Recently, a growing trend of emerging, user-aware, big data analytic concepts with tags like “user-assisted classification”, “interactive classification”, “user-aware classification” and “user-centred classification” is becoming more evident. This reflects learning systems and/or big data analytic techniques that incorporate users’ feedbacks, reviews, ratings and personalized opinions into their classification process to augment the quality of classification decisions in an automated/semi-automated fashion (Donkers et al., 2018). For example, this type of approach includes personalized and sentiment-enhanced recommender systems (Yibo et al., 2018). However, this approach is best suited for unstructured data analysis (Donkers et al., 2018).

In the present work, the general aim was to conduct a performance comparison of the accuracies and time efficiency of the Kolmogorov Complexity Distance Measure (KCDM) and an Artificial Neural Network (ANN) for solving a prototype news article classification problem. In the experiments conducted, ANN and the KCDM were implemented using Microsoft Visual C# language. 2000 news articles were obtained from the publicly available BBC News article dataset. These were pre-processed using Porter’s algorithm after tokenization and stop-words removal. An NTF-IDF technique was used to extract and select relevant features before training and classification with the KCDM and ANN. The rest of this paper is summarized as follows: in Section 2, relevant literature on multi-labelled text classification, ANN and the KCDM are discussed. In Section 3, materials and method are presented. Section 4 discusses the results obtained, while Section 5 presents the conclusions with future directions. The major contributions of this work include:

  1. Development of a classification method for a large corpus of news articles using ANN and the KCDM by combining Porter’s algorithm with an NTF-IDF technique.
  2. Experimental comparison of the performance of ANN and the KCDM on news article classification using accuracy and computational time efficiency as evaluation metrics.
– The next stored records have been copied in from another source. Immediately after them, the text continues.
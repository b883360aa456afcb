//! Account lifecycle scenarios across devices and tabs
//!
//! ## Test Architecture
//!
//! - A *device* is an `AccountManager` with its own pointer storage. Devices
//!   share one document storage, standing in for the sync transport.
//! - A *tab* is an `AccountManager` sharing both document and pointer storage
//!   with other tabs of the same device.
//! - The external provider and the sync endpoint are served by `wiremock`.

use std::sync::Arc;
use std::time::Duration;

use accountsync_core::{
    AccountConfig, AccountDoc, AccountError, AccountManager, AccountResult, ContactDoc,
    LoginCheck, OriginId, PointerStore, RealtimeChannel, Repo, Storage, SyncEndpoint,
    SyncOutcome, TabCoordinator, XrpcProvider,
};
use async_trait::async_trait;
use parking_lot::Mutex;
use serde_json::json;
use tempfile::tempdir;
use wiremock::matchers::{body_json, header, method, path, query_param};
use wiremock::{Mock, MockServer, ResponseTemplate};

fn device_with(docs: &Storage, pointers: &Storage, config: AccountConfig) -> AccountManager {
    let origin = OriginId::new();
    let repo = Arc::new(Repo::new(docs.clone(), origin).with_find_timeout(config.find_timeout));
    AccountManager::new(repo, PointerStore::new(pointers.clone(), origin), config)
}

fn device(docs: &Storage) -> AccountManager {
    let pointers = Storage::in_memory().unwrap();
    device_with(
        docs,
        &pointers,
        AccountConfig::default().with_find_timeout(Duration::from_millis(300)),
    )
}

#[derive(Default)]
struct RecordingChannel {
    attached: Mutex<Vec<SyncEndpoint>>,
}

#[async_trait]
impl RealtimeChannel for RecordingChannel {
    async fn attach(&self, endpoint: &SyncEndpoint) -> AccountResult<()> {
        self.attached.lock().push(endpoint.clone());
        Ok(())
    }
}

// ============================================================================
// Device Scenarios
// ============================================================================

/// A registered identity created on one device can be logged in on another.
#[tokio::test]
async fn test_two_device_login() {
    let docs = Storage::in_memory().unwrap();
    let laptop = device(&docs);
    let phone = device(&docs);

    let created = laptop.load().await.unwrap();
    laptop.sign_up("Ada", None).unwrap();
    let token = laptop.token().unwrap().encode();
    assert!(token.starts_with("account:Ada/"));

    let phone_initial = phone.load().await.unwrap();
    assert_ne!(phone_initial.account_url, created.account_url);

    assert_eq!(
        phone.check_login(&token).await,
        LoginCheck::Ready {
            url: created.account_url,
            name: "Ada".into()
        }
    );
    let logged_in = phone.log_in_with_token(&token).await.unwrap();
    assert_eq!(logged_in.account_url, created.account_url);
    assert_eq!(logged_in.contact.name(), Some("Ada"));
    assert_eq!(phone.pointer().get().unwrap(), Some(created.account_url));

    // Devices keep their own pointer
    assert_eq!(laptop.pointer().get().unwrap(), Some(created.account_url));
}

/// Anonymous identities are not offered for log-in.
#[tokio::test]
async fn test_anonymous_identity_not_submittable() {
    let docs = Storage::in_memory().unwrap();
    let laptop = device(&docs);
    let phone = device(&docs);

    let anonymous = laptop.load().await.unwrap();
    let token = laptop.token().unwrap().encode();
    assert!(token.starts_with("account:Anonymous/"));

    phone.load().await.unwrap();
    let check = phone.check_login(&token).await;
    assert_eq!(
        check,
        LoginCheck::Anonymous {
            url: anonymous.account_url
        }
    );
    assert!(!check.is_submittable());
}

/// Signing up twice fails and leaves the contact as it was.
#[tokio::test]
async fn test_double_sign_up() {
    let docs = Storage::in_memory().unwrap();
    let laptop = device(&docs);
    laptop.load().await.unwrap();

    laptop.sign_up("Ada", None).unwrap();
    let err = laptop.sign_up("Grace", None).unwrap_err();
    assert!(matches!(err, AccountError::InvalidState(_)));
    assert_eq!(laptop.refresh().unwrap().contact.name(), Some("Ada"));
}

/// Logging out yields a fresh anonymous identity whose references resolve,
/// and the choice survives a restart.
#[tokio::test]
async fn test_logout_persists_across_restart() {
    let dir = tempdir().unwrap();
    let db = dir.path().join("accountsync.redb");

    let (old, new) = {
        let storage = Storage::new(&db).unwrap();
        let manager = device_with(&storage, &storage, AccountConfig::default());
        let old = manager.load().await.unwrap();
        manager.sign_up("Ada", None).unwrap();
        let new = manager.log_out().unwrap();
        (old, new)
    };
    assert_ne!(old.account_url, new.account_url);
    assert_eq!(new.contact, ContactDoc::Anonymous);

    let storage = Storage::new(&db).unwrap();
    let manager = device_with(&storage, &storage, AccountConfig::default());
    let reloaded = manager.load().await.unwrap();
    assert_eq!(reloaded.account_url, new.account_url);
    assert_eq!(reloaded.contact_url, new.contact_url);
    assert!(reloaded.account.root_folder_url.is_some());

    // The old identity is intact and still loggable
    let back = manager.log_in(&old.account_url).await.unwrap();
    assert_eq!(back.contact.name(), Some("Ada"));
}

// ============================================================================
// Sync Negotiation
// ============================================================================

async fn mount_provider(server: &MockServer) {
    Mock::given(method("POST"))
        .and(path("/xrpc/com.atproto.server.createSession"))
        .respond_with(ResponseTemplate::new(200).set_body_json(json!({
            "accessJwt": "access-1",
            "refreshJwt": "refresh-1",
            "did": "did:plc:ada",
            "handle": "ada.test"
        })))
        .mount(server)
        .await;

    Mock::given(method("GET"))
        .and(path("/xrpc/app.bsky.actor.getProfile"))
        .and(query_param("actor", "did:plc:ada"))
        .respond_with(ResponseTemplate::new(200).set_body_json(json!({
            "did": "did:plc:ada",
            "handle": "ada.test",
            "displayName": "Ada Lovelace",
            "avatar": "https://cdn.test/ada.jpg"
        })))
        .mount(server)
        .await;
}

async fn mount_sync_record(server: &MockServer) {
    Mock::given(method("GET"))
        .and(path("/xrpc/com.atproto.repo.getRecord"))
        .and(query_param("collection", "dev.accountsync.syncServer"))
        .and(query_param("rkey", "self"))
        .respond_with(ResponseTemplate::new(200).set_body_json(json!({
            "uri": "at://did:plc:ada/dev.accountsync.syncServer/self",
            "value": { "host": server.address().to_string() }
        })))
        .mount(server)
        .await;
}

/// Linking on a new device converges on the canonical root identity.
#[tokio::test]
async fn test_link_switches_to_canonical_root() {
    tracing_subscriber::fmt()
        .with_env_filter("accountsync_core=debug,hyper=warn,reqwest=warn")
        .try_init()
        .ok();

    let server = MockServer::start().await;
    mount_provider(&server).await;
    mount_sync_record(&server).await;

    let docs = Storage::in_memory().unwrap();
    let laptop = device(&docs);
    let root = laptop.load().await.unwrap();
    laptop.sign_up("Ada", None).unwrap();

    Mock::given(method("POST"))
        .and(path("/authenticate"))
        .and(header("authorization", "Bearer access-1"))
        .respond_with(ResponseTemplate::new(200).set_body_json(json!({
            "rootDocUrl": root.account_url.to_string(),
            "token": "pss-token"
        })))
        .expect(1)
        .mount(&server)
        .await;

    let channel = Arc::new(RecordingChannel::default());
    let pointers = Storage::in_memory().unwrap();
    let config = AccountConfig::default()
        .insecure_sync()
        .with_find_timeout(Duration::from_millis(300));
    let phone = device_with(&docs, &pointers, config)
        .with_provider(Arc::new(
            XrpcProvider::from_service_url(&server.uri(), "app-pw").unwrap(),
        ))
        .with_realtime_channel(channel.clone());
    let local = phone.load().await.unwrap();

    let outcome = phone.link_atproto("ada.test").await.unwrap();
    assert_eq!(outcome.did, "did:plc:ada");
    assert_eq!(
        outcome.sync,
        SyncOutcome::Synced {
            host: server.address().to_string(),
            root_changed: true,
            channel_attached: true,
        }
    );

    // The phone now runs on the canonical root with the provider fields
    let snapshot = phone.snapshot().unwrap();
    assert_eq!(snapshot.account_url, root.account_url);
    assert_eq!(phone.pointer().get().unwrap(), Some(root.account_url));
    assert_eq!(snapshot.account.atproto_did.as_deref(), Some("did:plc:ada"));
    assert_eq!(snapshot.account.atproto_handle.as_deref(), Some("ada.test"));
    assert_eq!(snapshot.account.pss_jwt.as_deref(), Some("pss-token"));
    assert_eq!(snapshot.contact.name(), Some("Ada Lovelace"));
    assert_eq!(
        snapshot.contact.atproto_profile().map(|p| p.handle.as_str()),
        Some("ada.test")
    );

    // The identity the phone linked from was left behind, without a token
    let left = phone.repo().find(&local.account_url).await.unwrap();
    assert_eq!(left.doc::<AccountDoc>().unwrap().pss_jwt, None);

    let attached = channel.attached.lock().clone();
    assert_eq!(
        attached,
        vec![SyncEndpoint::new(server.address().to_string(), "pss-token")]
    );
}

/// Linking where the endpoint already knows this identity keeps it.
#[tokio::test]
async fn test_link_confirms_current_root() {
    let server = MockServer::start().await;
    mount_provider(&server).await;
    mount_sync_record(&server).await;

    let docs = Storage::in_memory().unwrap();
    let pointers = Storage::in_memory().unwrap();
    let laptop = device_with(&docs, &pointers, AccountConfig::default().insecure_sync())
        .with_provider(Arc::new(
            XrpcProvider::from_service_url(&server.uri(), "app-pw").unwrap(),
        ));
    let current = laptop.load().await.unwrap();

    Mock::given(method("POST"))
        .and(path("/authenticate"))
        .and(body_json(json!({
            "lexiconAuthorityDomain": "accountsync.dev",
            "rootDocUrl": current.account_url.to_string(),
        })))
        .respond_with(ResponseTemplate::new(200).set_body_json(json!({
            "rootDocUrl": current.account_url.to_string(),
            "token": "pss-token"
        })))
        .mount(&server)
        .await;

    let outcome = laptop.link_atproto("ada.test").await.unwrap();
    assert_eq!(
        outcome.sync,
        SyncOutcome::Synced {
            host: server.address().to_string(),
            root_changed: false,
            channel_attached: false,
        }
    );
    let snapshot = laptop.snapshot().unwrap();
    assert_eq!(snapshot.account_url, current.account_url);
    assert_eq!(snapshot.account.pss_jwt.as_deref(), Some("pss-token"));
}

/// Without a published endpoint the link still succeeds.
#[tokio::test]
async fn test_link_without_sync_endpoint() {
    let server = MockServer::start().await;
    mount_provider(&server).await;
    Mock::given(method("GET"))
        .and(path("/xrpc/com.atproto.repo.getRecord"))
        .respond_with(ResponseTemplate::new(400).set_body_json(json!({
            "error": "RecordNotFound",
            "message": "Could not locate record"
        })))
        .mount(&server)
        .await;

    let docs = Storage::in_memory().unwrap();
    let laptop = device(&docs).with_provider(Arc::new(
        XrpcProvider::from_service_url(&server.uri(), "app-pw").unwrap(),
    ));
    let before = laptop.load().await.unwrap();

    let outcome = laptop.link_atproto("ada.test").await.unwrap();
    assert!(!outcome.sync.is_synced());
    let snapshot = laptop.snapshot().unwrap();
    assert_eq!(snapshot.account_url, before.account_url);
    assert_eq!(snapshot.account.atproto_did.as_deref(), Some("did:plc:ada"));
    assert_eq!(snapshot.account.pss_jwt, None);
}

// ============================================================================
// Tabs
// ============================================================================

/// A log-in in one tab is followed by the other tabs of the device.
#[tokio::test]
async fn test_cross_tab_switch() {
    tracing_subscriber::fmt()
        .with_env_filter("accountsync_core=debug,hyper=warn,reqwest=warn")
        .try_init()
        .ok();

    let docs = Storage::in_memory().unwrap();
    let laptop = device(&docs);
    let target = laptop.load().await.unwrap();
    laptop.sign_up("Ada", None).unwrap();
    let token = laptop.token().unwrap().encode();

    // Two tabs of another device
    let pointers = Storage::in_memory().unwrap();
    let config = AccountConfig::default().with_find_timeout(Duration::from_millis(300));
    let tab_a = Arc::new(device_with(&docs, &pointers, config.clone()));
    let tab_b = Arc::new(device_with(&docs, &pointers, config));
    let initial = tab_a.load().await.unwrap();
    assert_eq!(tab_b.load().await.unwrap().account_url, initial.account_url);

    let coordinator_a = TabCoordinator::spawn(tab_a.clone());
    let coordinator_b = TabCoordinator::spawn(tab_b.clone());

    tab_a.log_in_with_token(&token).await.unwrap();

    let mut rx = tab_b.subscribe();
    let followed = tokio::time::timeout(
        Duration::from_secs(2),
        rx.wait_for(|s| s.as_ref().map(|s| s.account_url) == Some(target.account_url)),
    )
    .await
    .expect("tab b followed");
    assert!(followed.is_ok());
    drop(followed);
    assert_eq!(tab_b.snapshot().unwrap().contact.name(), Some("Ada"));

    // Tab A does not react to its own write
    assert_eq!(tab_a.active_url(), Some(target.account_url));

    coordinator_a.stop().await;
    coordinator_b.stop().await;
}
In this paper, a performance comparison between two methods (ANN and the KCDM) for addressing the news article classification problem was conducted. The experimental results revealed that ANN was better in terms of accuracy, while KCDM was better for developing time-efficient applications. Summarily, this paper establishes the relative importance of conducting performance evaluation as a core part of choosing the best test routines during development to ensure an overall high reliability for deployed applications. Furthermore, this process can help identify certain trade-offs associated with each algorithm and synergize decision making on what algorithm to apply to a specific problem domain of interest, especially when developing fault-tolerant systems.

The major findings of our experiments are: (1) ANN can produce higher classification accuracy for large datasets than KCDM. In all the experiments conducted, ANN yielded the more true positives than the KCDM; (2) The time efficiency of ANN was very low when compared to the KCDM. In the experiments, as the size of the testing set grew, its time complexity also increased. With a testing set containing 1300 features, the classification time spent by ANN was approximately eight times more than that of the KCDM.

In future works, evaluation of some emerging and other baseline classifiers like Adaboost, SVM, naïve-Bayes and k-nearest neighbour could also be conducted for news article classification in large multi-dimensional features space. In addition, an ensemble of ANN and KCDM can also be developed to realize an algorithm with improved classification accuracy and time efficiency.